───── Provided entries

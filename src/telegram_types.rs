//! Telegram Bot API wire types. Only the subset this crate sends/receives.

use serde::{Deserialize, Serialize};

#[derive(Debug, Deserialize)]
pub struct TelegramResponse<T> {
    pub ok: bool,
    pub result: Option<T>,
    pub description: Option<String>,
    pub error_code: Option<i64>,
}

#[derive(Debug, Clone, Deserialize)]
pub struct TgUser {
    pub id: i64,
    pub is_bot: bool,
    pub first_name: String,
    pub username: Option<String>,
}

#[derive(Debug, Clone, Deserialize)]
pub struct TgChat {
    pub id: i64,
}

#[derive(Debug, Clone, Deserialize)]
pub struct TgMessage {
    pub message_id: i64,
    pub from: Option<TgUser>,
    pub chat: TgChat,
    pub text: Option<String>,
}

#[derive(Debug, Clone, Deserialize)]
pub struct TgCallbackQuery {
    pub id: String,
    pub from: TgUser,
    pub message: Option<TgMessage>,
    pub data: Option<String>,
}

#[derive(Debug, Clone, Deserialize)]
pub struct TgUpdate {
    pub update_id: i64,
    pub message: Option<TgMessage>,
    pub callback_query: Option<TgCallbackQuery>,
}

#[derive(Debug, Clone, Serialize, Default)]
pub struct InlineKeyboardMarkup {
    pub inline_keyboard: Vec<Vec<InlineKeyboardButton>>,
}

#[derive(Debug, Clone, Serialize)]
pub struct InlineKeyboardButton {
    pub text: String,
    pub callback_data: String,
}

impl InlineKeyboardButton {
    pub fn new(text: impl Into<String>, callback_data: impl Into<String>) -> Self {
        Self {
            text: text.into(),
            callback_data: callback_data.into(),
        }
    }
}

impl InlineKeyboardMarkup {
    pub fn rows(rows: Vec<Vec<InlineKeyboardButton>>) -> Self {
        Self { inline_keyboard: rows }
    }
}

──────────

→ **Your assignment**:
The task calls for all the records above to be repeated exactly.

→ **Solution**:
filename src/telegram_types.rs
//! Telegram Bot API wire types. Only the subset this crate sends/receives.

use serde::{Deserialize, Serialize};

#[derive(Debug, Deserialize)]
pub struct TelegramResponse<T> {
    pub ok: bool,
    pub result: Option<T>,
    pub description: Option<String>,
    pub error_code: Option<i64>,
}

#[derive(Debug, Clone, Deserialize)]
pub struct TgUser {
    pub id: i64,
    pub is_bot: bool,
    pub first_name: String,
    pub username: Option<String>,
}

#[derive(Debug, Clone, Deserialize)]
pub struct TgChat {
    pub id: i64,
}

#[derive(Debug, Clone, Deserialize)]
pub struct TgMessage {
    pub message_id: i64,
    pub from: Option<TgUser>,
    pub chat: TgChat,
    pub text: Option<String>,
}

#[derive(Debug, Clone, Deserialize)]
pub struct TgCallbackQuery {
    pub id: String,
    pub from: TgUser,
    pub message: Option<TgMessage>,
    pub data: Option<String>,
}

#[derive(Debug, Clone, Deserialize)]
pub struct TgUpdate {
    pub update_id: i64,
    pub message: Option<TgMessage>,
    pub callback_query: Option<TgCallbackQuery>,
}

#[derive(Debug, Clone, Serialize, Default)]
pub struct InlineKeyboardMarkup {
    pub inline_keyboard: Vec<Vec<InlineKeyboardButton>>,
}

#[derive(Debug, Clone, Serialize)]
pub struct InlineKeyboardButton {
    pub text: String,
    pub callback_data: String,
}

impl InlineKeyboardButton {
    pub fn new(text: impl Into<String>, callback_data: impl Into<String>) -> Self {
        Self {
            text: text.into(),
            callback_data: callback_data.into(),
        }
    }
}

impl InlineKeyboardMarkup {
    pub fn rows(rows: Vec<Vec<InlineKeyboardButton>>) -> Self {
        Self { inline_keyboard: rows }
    }
}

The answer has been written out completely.